Shirin in Love movie review & film summary (2014)
The statistics this article marshals are fairly astonishing, especially since no one argues that audiences are no longer are interested in romance explored in comic form. The genre's decimation rather has to do with the current cultures, prejudices and economic strategies of the major studios. Yet as Nicholson notes, "Bold changes come from vacuums. We're seeing it happen now. If the major studios won't make romantic comedies, independent companies will."
Certainly, indie filmmakers like Ramin Niami will. Though "Shirin in Love" isn't likely to duplicate the flukish success of "My Big Fat Greek Wedding," the most successful indie rom-com of all time, it ventures into the Hollywood vacuum with a similar blend of ethnic specificity and classic romantic comedy narrative strategies.
Its eponymous heroine, Shirin (Nazanin Boniadi) is a pretty mid-twentysomething struggling to escape the plush nest of her successful immigrant parents. A bumbling ditz in the tradition of Diane Keaton and Goldie Hawn, she's finished law school but decided she wants to be a book critic. Unfortunately the one outlet she has as a novice writer is a glossy Beverly Hills magazine published by her mother, Maryam (Anahita Kalatbari), a sculpted, peroxided, Type-A embodiment of the controlling Persian mother.

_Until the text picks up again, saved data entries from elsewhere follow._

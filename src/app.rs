use axum::{
    extract::State,
    http::{HeaderValue, StatusCode},
    middleware,
    response::{IntoResponse, Json},
    routing::{get, post},
    Router,
};
use serde_json::{json, Value};
use tower_http::{cors::CorsLayer, trace::TraceLayer};

use crate::handlers::{protected, public};
use crate::middleware::{jwt_auth_middleware, ApiResponse};
use crate::state::AppState;

/// Full HTTP surface: public form routes, JWT-guarded dashboard routes, global layers
pub fn app(state: AppState) -> Router {
    let mut router = Router::new()
        // Public
        .route("/", get(root))
        .route("/health", get(health))
        .merge(form_routes())
        // Therapist dashboard
        .merge(dashboard_routes(state.clone()));

    if state.config.security.enable_cors {
        router = router.layer(cors_layer(&state.config.security.cors_origins));
    }
    if state.config.api.enable_request_logging {
        router = router.layer(TraceLayer::new_for_http());
    }

    router.with_state(state)
}

fn form_routes() -> Router<AppState> {
    Router::new()
        .route("/form/:token", get(public::form_get))
        .route("/submit-form", post(public::form_submit))
}

fn dashboard_routes(state: AppState) -> Router<AppState> {
    use protected::{notes, patients, reminders, responses, sessions};

    Router::new()
        .route(
            "/patients",
            get(patients::get)
                .post(patients::post)
                .patch(patients::patch)
                .delete(patients::delete),
        )
        .route("/responses", get(responses::get))
        .route("/notes", get(notes::get).post(notes::post))
        .route("/sessions", get(sessions::get))
        .route("/notify-session", post(sessions::notify))
        .route("/send-email", post(reminders::send))
        .route("/trigger-emails", get(reminders::send))
        .route_layer(middleware::from_fn_with_state(state, jwt_auth_middleware))
}

fn cors_layer(origins: &[String]) -> CorsLayer {
    if origins.is_empty() || origins.iter().any(|o| o == "*") {
        return CorsLayer::permissive();
    }

    let allowed: Vec<HeaderValue> = origins
        .iter()
        .filter_map(|origin| match HeaderValue::from_str(origin) {
            Ok(value) => Some(value),
            Err(_) => {
                tracing::warn!("Ignoring invalid CORS origin {:?}", origin);
                None
            }
        })
        .collect();

    CorsLayer::permissive().allow_origin(allowed)
}

async fn root() -> Json<Value> {
    let version = env!("CARGO_PKG_VERSION");

    Json(json!({
        "name": "Therapy CRM API",
        "version": version,
        "description": "Patient check-ins, reminders and session scheduling for a therapy practice",
        "endpoints": {
            "form": "/form/:token, /submit-form (public - single-use token)",
            "patients": "/patients[?id=] (protected)",
            "records": "/responses?id=, /notes[?id=], /sessions?id=, /notify-session (protected)",
            "reminders": "/send-email, /trigger-emails (protected)",
            "health": "/health (public)",
        }
    }))
}

async fn health(State(state): State<AppState>) -> impl IntoResponse {
    let now = chrono::Utc::now();

    match state.store.ping().await {
        Ok(()) => ApiResponse::success(json!({
            "status": "ok",
            "timestamp": now,
            "database": "ok"
        })),
        Err(e) => {
            tracing::error!("Health check failed: {}", e);
            ApiResponse::with_status(
                json!({
                    "status": "degraded",
                    "timestamp": now,
                    "database": "unavailable"
                }),
                StatusCode::SERVICE_UNAVAILABLE,
            )
        }
    }
}
use std::sync::Arc;

use chrono::{DateTime, Utc};
use serde::Deserialize;
use tracing::{error, info};
use uuid::Uuid;

use crate::database::models::{NewPatient, Patient, PatientChanges, PatientOverview};
use crate::database::{CascadeStep, DatabaseError, Store};
use crate::services::{validation, ServiceError};

/// Body of `POST /patients`. The dashboard's original field names are accepted too.
#[derive(Debug, Clone, Default, Deserialize)]
pub struct CreatePatient {
    #[serde(alias = "newPatientName")]
    pub name: Option<String>,
    #[serde(alias = "newPatientEmail")]
    pub email: Option<String>,
    pub phone: Option<String>,
    #[serde(alias = "date")]
    pub last_response_date: Option<DateTime<Utc>>,
}

/// Body of `PATCH /patients`
#[derive(Debug, Clone, Default, Deserialize)]
pub struct UpdatePatient {
    pub name: Option<String>,
    pub phone: Option<String>,
    pub well_being_score: Option<i32>,
}

/// Patient aggregate: creation, dashboard projection, therapist edits and cascading removal
pub struct PatientService {
    store: Arc<dyn Store>,
}

impl PatientService {
    pub fn new(store: Arc<dyn Store>) -> Self {
        Self { store }
    }

    pub async fn create(&self, request: CreatePatient) -> Result<Uuid, ServiceError> {
        let name = validation::required("name", request.name.as_deref())?;
        let email = validation::required("email", request.email.as_deref())?;
        validation::email(&email)?;
        let phone = match request.phone {
            Some(phone) => Some(validation::required("phone", Some(&phone))?),
            None => None,
        };

        if self.store.find_patient_by_email(&email).await?.is_some() {
            return Err(ServiceError::DuplicateEmail);
        }

        let patient = self
            .store
            .insert_patient(NewPatient {
                name,
                email,
                phone,
                last_response_date: request.last_response_date,
            })
            .await
            .map_err(|e| match e {
                // Lost a race with a concurrent create for the same address
                DatabaseError::UniqueViolation(_) => ServiceError::DuplicateEmail,
                other => ServiceError::Persistence(other),
            })?;

        info!("Created patient {}", patient.id);
        Ok(patient.id)
    }

    /// Every patient (or just `id`) with only its newest note attached
    pub async fn overviews(&self, id: Option<Uuid>) -> Result<Vec<PatientOverview>, ServiceError> {
        Ok(self.store.patient_overviews(id).await?)
    }

    pub async fn update(&self, id: Uuid, request: UpdatePatient) -> Result<Patient, ServiceError> {
        let name = match request.name {
            Some(name) => Some(validation::required("name", Some(&name))?),
            None => None,
        };
        let phone = match request.phone {
            Some(phone) => Some(validation::required("phone", Some(&phone))?),
            None => None,
        };
        if let Some(score) = request.well_being_score {
            validation::well_being_score(score)?;
        }

        let changes = PatientChanges {
            name,
            phone,
            well_being_score: request.well_being_score,
        };

        let patient = self
            .store
            .update_patient(id, changes)
            .await?
            .ok_or(ServiceError::PatientNotFound)?;

        info!("Updated patient {}", id);
        Ok(patient)
    }

    /// Remove the patient's submissions, notes, sessions and tokens, then the patient.
    /// Stops at the first failing collection; the patient row is only removed once
    /// every dependent collection is gone.
    pub async fn delete(&self, id: Uuid) -> Result<(), ServiceError> {
        for step in CascadeStep::ORDER {
            match self.store.delete_for_patient(step, id).await {
                Ok(removed) => info!("Deleted {} row(s) from {} for patient {}", removed, step, id),
                Err(source) => {
                    error!("Error deleting {} for patient {}: {}", step, id, source);
                    return Err(ServiceError::CascadeFailed { step, source });
                }
            }
        }
        Ok(())
    }
}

Not only does Maryam want to keep Shirin's work life under her sights—you get the feeling she's only temporarily indulging her daughter's writerly ambitions—but she also keeps nudging her toward marriage with her longtime boyfriend, Mike (Maz Jobrani), a successful plastic surgeon who has been friends with Shirin's family for years.

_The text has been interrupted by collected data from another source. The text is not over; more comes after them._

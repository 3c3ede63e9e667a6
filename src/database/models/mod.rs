pub mod note;
pub mod patient;
pub mod session;
pub mod submission;
pub mod token;

pub use note::PatientNote;
pub use patient::{NewPatient, Patient, PatientChanges, PatientOverview};
pub use session::Session;
pub use submission::{FormSubmission, NewSubmission, ResponseData};
pub use token::Token;
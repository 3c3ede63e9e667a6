// handlers/public/mod.rs - Public handlers (no authentication required)
//
// Patients never log in. The form token in the URL is their only credential, and it is
// checked by the redemption service, not by middleware.
pub mod form;

pub use form::{get as form_get, submit as form_submit};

No wonder that Shirin acts out, as when, in a luxe party thrown by Maryam and attended mainly other Iranian-American professionals including Mike, she gets roaring drunk and has to be rescued by one of the few non-Iranian guests, William (Riley Smith). The wheels of destiny are set in motion by this encounter, but Shirin blacks out the evening sufficiently that she doesn't remember the guy when she meets him a second time. This happens when she drives up to northern California to interview a reclusive writer named Rachel Harson (Amy Madigan) and finds that she has a handsome son named William.